A string of other incidents followed.

When the Glaubkes went to the local Red Lobster for their anniversary, for example, Clayton wore his best tie - the one with tiny Blackshirts skulls-and-crossbones stitched on it. The waitress told the Farwell native he should consider holding the surf from his surf-and-turf special and avoiding sour cream on his potato.

“Like, stick to the turf and a plain potato,” she said, popping her gum. “We call that the Solich special.”

Even the senior center provided little refuge. Glaubke once showed up in a Herbie Husker cardigan, only to get laughed out of a checkers tournament.

“First, this skinny fella from Tallahassee beats me, all the while talking about how my strategy’s too obvious - ‘run right, run left, run to the middle, punt,’ the fella says,” Glaubke recalled. “Then, I was double-eliminated and Herman - this is my next door neighbor, mind you - tells me I shouldn’t have gone for two.

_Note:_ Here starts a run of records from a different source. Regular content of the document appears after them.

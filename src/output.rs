// ABOUTME: User-facing log output for the upload run.
// ABOUTME: Emits GitHub workflow commands or JSON lines, redacting registered secrets.

use parking_lot::Mutex;
use serde::Serialize;
use std::io::Write;
use std::sync::Arc;
use std::time::Instant;

/// Output mode for user-facing messages.
#[derive(Debug, Clone, Copy, PartialEq, Eq, Default, clap::ValueEnum)]
pub enum OutputMode {
    /// GitHub Actions workflow commands (`::error::...`)
    #[default]
    Actions,
    /// JSON lines for scripting
    Json,
}

/// Severity of a message.
#[derive(Debug, Clone, Copy, PartialEq, Eq, Serialize)]
#[serde(rename_all = "lowercase")]
pub enum Level {
    Debug,
    Info,
    Warning,
    Error,
}

/// Leveled message sink with secret masking.
pub struct Output {
    mode: OutputMode,
    writer: Mutex<Box<dyn Write + Send>>,
    secrets: Mutex<Vec<String>>,
    start_time: Option<Instant>,
}

impl Output {
    /// Output to stdout.
    pub fn new(mode: OutputMode) -> Self {
        Self::with_writer(mode, std::io::stdout())
    }

    pub fn with_writer(mode: OutputMode, writer: impl Write + Send + 'static) -> Self {
        Self {
            mode,
            writer: Mutex::new(Box::new(writer)),
            secrets: Mutex::new(Vec::new()),
            start_time: None,
        }
    }

    /// Output into an in-memory buffer that can be read back.
    pub fn capture(mode: OutputMode) -> (Self, CapturedOutput) {
        let captured = CapturedOutput::default();
        (Self::with_writer(mode, captured.clone()), captured)
    }

    /// Start timing the run.
    pub fn start_timer(&mut self) {
        self.start_time = Some(Instant::now());
    }

    pub fn elapsed_secs(&self) -> Option<f64> {
        self.start_time.map(|t| t.elapsed().as_secs_f64())
    }

    pub fn debug(&self, message: &str) {
        self.emit(Level::Debug, message);
    }

    pub fn info(&self, message: &str) {
        self.emit(Level::Info, message);
    }

    pub fn warn(&self, message: &str) {
        self.emit(Level::Warning, message);
    }

    /// Print an error, capitalizing its first letter.
    pub fn error(&self, message: &str) {
        self.emit(Level::Error, &capitalize(message));
    }

    /// Print a final success message with timing, if the timer was started.
    pub fn success(&self, message: &str) {
        match self.elapsed_secs() {
            Some(elapsed) if self.mode == OutputMode::Actions => {
                self.info(&format!("{message} ({elapsed:.1}s)"))
            }
            _ => self.info(message),
        }
    }

    /// Mask `value` in this and all later output.
    ///
    /// In Actions mode the runner is told to mask it in the job log too.
    pub fn set_secret(&self, value: &str) {
        if value.is_empty() {
            return;
        }

        if self.mode == OutputMode::Actions {
            self.write_line(&format!("::add-mask::{value}"));
        }
        self.secrets.lock().push(value.to_string());
    }

    fn emit(&self, level: Level, message: &str) {
        let message = self.redact(message);
        let line = match self.mode {
            OutputMode::Actions => match level {
                Level::Debug => format!("::debug::{message}"),
                Level::Info => message,
                Level::Warning => format!("::warning::{message}"),
                Level::Error => format!("::error::{message}"),
            },
            OutputMode::Json => {
                let event = JsonEvent {
                    level,
                    message: &message,
                    duration_secs: self.elapsed_secs(),
                };
                match serde_json::to_string(&event) {
                    Ok(json) => json,
                    Err(_) => return,
                }
            }
        };
        self.write_line(&line);
    }

    fn redact(&self, message: &str) -> String {
        self.secrets
            .lock()
            .iter()
            .fold(message.to_string(), |acc, secret| acc.replace(secret.as_str(), "***"))
    }

    fn write_line(&self, line: &str) {
        let mut writer = self.writer.lock();
        let _ = writeln!(writer, "{line}");
        let _ = writer.flush();
    }
}

fn capitalize(message: &str) -> String {
    let mut chars = message.chars();
    match chars.next() {
        Some(first) => first.to_uppercase().chain(chars).collect(),
        None => String::new(),
    }
}

#[derive(Serialize)]
struct JsonEvent<'a> {
    level: Level,
    message: &'a str,
    #[serde(skip_serializing_if = "Option::is_none")]
    duration_secs: Option<f64>,
}

/// Shared in-memory writer returned by [`Output::capture`].
#[derive(Clone, Default)]
pub struct CapturedOutput(Arc<Mutex<Vec<u8>>>);

impl CapturedOutput {
    pub fn contents(&self) -> String {
        String::from_utf8_lossy(&self.0.lock()).into_owned()
    }

    pub fn lines(&self) -> Vec<String> {
        self.contents().lines().map(str::to_string).collect()
    }
}

impl Write for CapturedOutput {
    fn write(&mut self, buf: &[u8]) -> std::io::Result<usize> {
        self.0.lock().extend_from_slice(buf);
        Ok(buf.len())
    }

    fn flush(&mut self) -> std::io::Result<()> {
        Ok(())
    }
}
// ABOUTME: State transition methods for deployment orchestration.
// ABOUTME: Each method consumes self and returns the next state on success.

use std::future::Future;

use crate::diagnostics::{Diagnostics, Warning};
use crate::gateway::{GatewayError, HostingGateway};
use crate::manifest::DeployManifest;
use crate::source::SourceFile;

use super::Deployment;
use super::error::{DeployError, Stage};
use super::state::{
    ExistingFilesFetched, FilesUploaded, Initialized, LatestDeploySettled, ManifestBuilt,
    NewDeployOpened, NewDeploySettled, SiteResolved,
};
use super::upload::upload_all;

/// Result type for transitions that may need rollback on failure.
///
/// On error the deployment is handed back so the caller can tear down
/// the deploy it owns.
pub type TransitionResult<'c, T, S> =
    Result<Deployment<'c, T>, (Deployment<'c, S>, DeployError)>;

// =============================================================================
// Internal Helpers
// =============================================================================

impl<'c, S> Deployment<'c, S> {
    fn transition<T>(self, state: T) -> Deployment<'c, T> {
        Deployment {
            config: self.config,
            cancel: self.cancel,
            state,
        }
    }

    /// Run a gateway call unless the run is cancelled first.
    async fn guarded<T, F>(&self, stage: Stage, call: F) -> Result<T, DeployError>
    where
        F: Future<Output = Result<T, GatewayError>>,
    {
        tokio::select! {
            biased;
            _ = self.cancel.cancelled() => Err(DeployError::Cancelled { stage }),
            result = call => result.map_err(|e| DeployError::from_gateway(stage, e)),
        }
    }
}

// =============================================================================
// State Transitions
// =============================================================================

impl<'c> Deployment<'c, Initialized> {
    /// Look up the target site by exact name.
    pub async fn resolve_site<G>(self, gateway: &G) -> Result<Deployment<'c, SiteResolved>, DeployError>
    where
        G: HostingGateway + ?Sized,
    {
        let site = self
            .guarded(
                Stage::ResolveSite,
                gateway.find_site_by_name(&self.config.site_name),
            )
            .await?;
        tracing::debug!(site = %site.name, id = %site.id, "resolved site");
        Ok(self.transition(SiteResolved { site }))
    }
}

impl<'c> Deployment<'c, SiteResolved> {
    /// Fetch the latest deploy on the configured branch and wait for it.
    ///
    /// The file listing is only meaningful once that deploy has settled.
    pub async fn settle_latest_deploy<G>(
        self,
        gateway: &G,
    ) -> Result<Deployment<'c, LatestDeploySettled>, DeployError>
    where
        G: HostingGateway + ?Sized,
    {
        let site_id = &self.state.site.id;
        let latest = self
            .guarded(
                Stage::LatestDeploy,
                gateway.latest_deploy(site_id, self.config.branch()),
            )
            .await?;
        tracing::debug!(deploy = %latest.id, state = %latest.state, "found latest deploy");

        let latest = self
            .guarded(
                Stage::SettleLatestDeploy,
                gateway.wait_until_ready(&latest, &self.cancel),
            )
            .await?;

        let site = self.state.site.clone();
        Ok(self.transition(LatestDeploySettled { site, latest }))
    }
}

impl<'c> Deployment<'c, LatestDeploySettled> {
    pub async fn fetch_existing_files<G>(
        self,
        gateway: &G,
    ) -> Result<Deployment<'c, ExistingFilesFetched>, DeployError>
    where
        G: HostingGateway + ?Sized,
    {
        let files = self
            .guarded(Stage::FetchFiles, gateway.list_files(&self.state.site.id))
            .await?;
        tracing::debug!(count = files.len(), "listed existing files");

        let site = self.state.site.clone();
        Ok(self.transition(ExistingFilesFetched { site, files }))
    }
}

impl<'c> Deployment<'c, ExistingFilesFetched> {
    /// Seed a manifest with the site's files and overlay every source.
    ///
    /// Sources are registered in order, so a later source wins over an
    /// earlier one with the same destination. Each stream is left rewound.
    pub async fn build_manifest(
        self,
        sources: &mut [SourceFile],
        diagnostics: &mut Diagnostics,
    ) -> Result<Deployment<'c, ManifestBuilt>, DeployError> {
        let mut manifest = DeployManifest::from_existing(
            self.state.site.id.clone(),
            self.config.branch(),
            &self.state.files,
        );

        for source in sources.iter_mut() {
            if self.cancel.is_cancelled() {
                return Err(DeployError::Cancelled {
                    stage: Stage::BuildManifest,
                });
            }
            let registration = manifest
                .register_file(source.destination.clone(), source.stream.as_mut())
                .await
                .map_err(|e| DeployError::Fingerprint {
                    path: source.destination.clone(),
                    source: e,
                })?;
            if registration.is_unchanged() {
                diagnostics.warn(Warning::unchanged_content(&source.destination));
            }
            tracing::debug!(path = %source.destination, sha = %registration.hash, "registered file");
        }

        let site = self.state.site.clone();
        Ok(self.transition(ManifestBuilt { site, manifest }))
    }
}

impl<'c> Deployment<'c, ManifestBuilt> {
    /// Create the new deploy from the manifest.
    ///
    /// From here on the run owns a deploy and failures roll it back. The
    /// create call is never abandoned on cancellation, since the deploy may
    /// already exist remotely; a cancel seen once it returns hands the new
    /// deploy back for teardown.
    pub async fn open_deploy<G>(
        self,
        gateway: &G,
    ) -> Result<TransitionResult<'c, NewDeployOpened, NewDeployOpened>, DeployError>
    where
        G: HostingGateway + ?Sized,
    {
        if self.cancel.is_cancelled() {
            return Err(DeployError::Cancelled {
                stage: Stage::OpenDeploy,
            });
        }

        let deploy = gateway
            .create_deploy(&self.state.manifest)
            .await
            .map_err(|e| DeployError::from_gateway(Stage::OpenDeploy, e))?;
        tracing::debug!(deploy = %deploy.id, required = deploy.required.len(), "opened deploy");

        let site = self.state.site.clone();
        let opened = self.transition(NewDeployOpened { site, deploy });
        if opened.cancel.is_cancelled() {
            return Ok(Err((
                opened,
                DeployError::Cancelled {
                    stage: Stage::OpenDeploy,
                },
            )));
        }
        Ok(Ok(opened))
    }
}

impl<'c> Deployment<'c, NewDeployOpened> {
    /// Upload every source into the new deploy.
    ///
    /// All uploads are attempted before any failure is returned.
    pub async fn upload_files<G>(
        self,
        gateway: &G,
        sources: &mut [SourceFile],
    ) -> TransitionResult<'c, FilesUploaded, NewDeployOpened>
    where
        G: HostingGateway + ?Sized,
    {
        let report = upload_all(
            gateway,
            &self.state.deploy.id,
            sources,
            self.config.settings.upload_concurrency,
            &self.cancel,
        )
        .await;

        if self.cancel.is_cancelled() {
            return Err((
                self,
                DeployError::Cancelled {
                    stage: Stage::UploadFiles,
                },
            ));
        }

        match report.into_result() {
            Ok(uploaded) => {
                let NewDeployOpened { site, deploy } = self.state.clone();
                Ok(self.transition(FilesUploaded {
                    site,
                    deploy,
                    uploaded,
                }))
            }
            Err(failures) => Err((self, DeployError::Upload(failures))),
        }
    }
}

impl<'c> Deployment<'c, FilesUploaded> {
    /// Wait for the new deploy to finish processing.
    pub async fn settle_new_deploy<G>(
        self,
        gateway: &G,
    ) -> TransitionResult<'c, NewDeploySettled, FilesUploaded>
    where
        G: HostingGateway + ?Sized,
    {
        let result = self
            .guarded(
                Stage::SettleNewDeploy,
                gateway.wait_until_ready(&self.state.deploy, &self.cancel),
            )
            .await;

        match result {
            Ok(deploy) => {
                let site = self.state.site.clone();
                let uploaded = self.state.uploaded.clone();
                Ok(self.transition(NewDeploySettled {
                    site,
                    deploy,
                    uploaded,
                }))
            }
            Err(e) => Err((self, e)),
        }
    }
}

“Why, Herman laughed so hard he almost lost his teeth. Kept snorting and saying I lasted as long in the checkers tournament as Trev Alberts did in the NFL. Herman, who sold insurance if that tells you anything, thought that was a real knee-slapper. I told him he was probably one of those Florida voters who couldn’t figure out his ballot. Ha. Yessir, that fixed him.”

To find peace, Glaubke said he often spent his evenings watching videotapes of the Frank Solich show taped by his youngest son Larry.

“Until last season,” Glaubke said. “It got so bad I couldn’t stomach them. And that Herman from next door? -- always calling me up wanting to grouse about the Husker score, offering to bet me a Grand Slam breakfast at Denny’s that that Lord kid couldn’t throw for more than 50 yards in a game.

“Herman, he says the best player we ever had was Frazier and that’s cause he was from Florida. I told him I was pretty sure Frazier went to Omaha Central.”

In the end a frustrated Glaubke moved all of his red and white memorabilia, including a helmet-shaped lamp signed by I.M. Hipp and a red leather armchair, into his den, which he keeps locked.

“Don’t tell the boys in the Ord Elks Club, but I’m afraid Viola’s gonna throw it all out,” Glaubke grumbled. “She says it’s ‘high time to get with it.’ Ha, never. She says, ‘when in Rome, when in Rome.’ Ha, I say. She says, ‘the triple-option is as dead as Coach Devaney,’ and ‘even Coach Osborne would use a four-wide receiver package more were he not in Congress these days.’

“Bah. Can you believe that? The mouth on that woman. Golly, if the ladies in her old church group could hear her now or see her gallivanting around doing that … that … tomahawk chop. Well, she should just show s’more respect for that great man Bob Devaney, rest his soul.”

Glaubke sighed and sipped his lemonade. Then he chuckled.

“You know what I told Herman? You know what I told him? I asked him, where was that big fella, ol Warren What’s-his-name, when young Corey Schlesinger was galloping into the end zone in 1995? Ha. Now Schlesinger, that was a football player. From Columbus, as I recall. Not some sissy place like Orlando or Tampa, but Columbus -- Columbus, Nebraska. I sure fixed ol’ Herman’s wagon, you can bet.”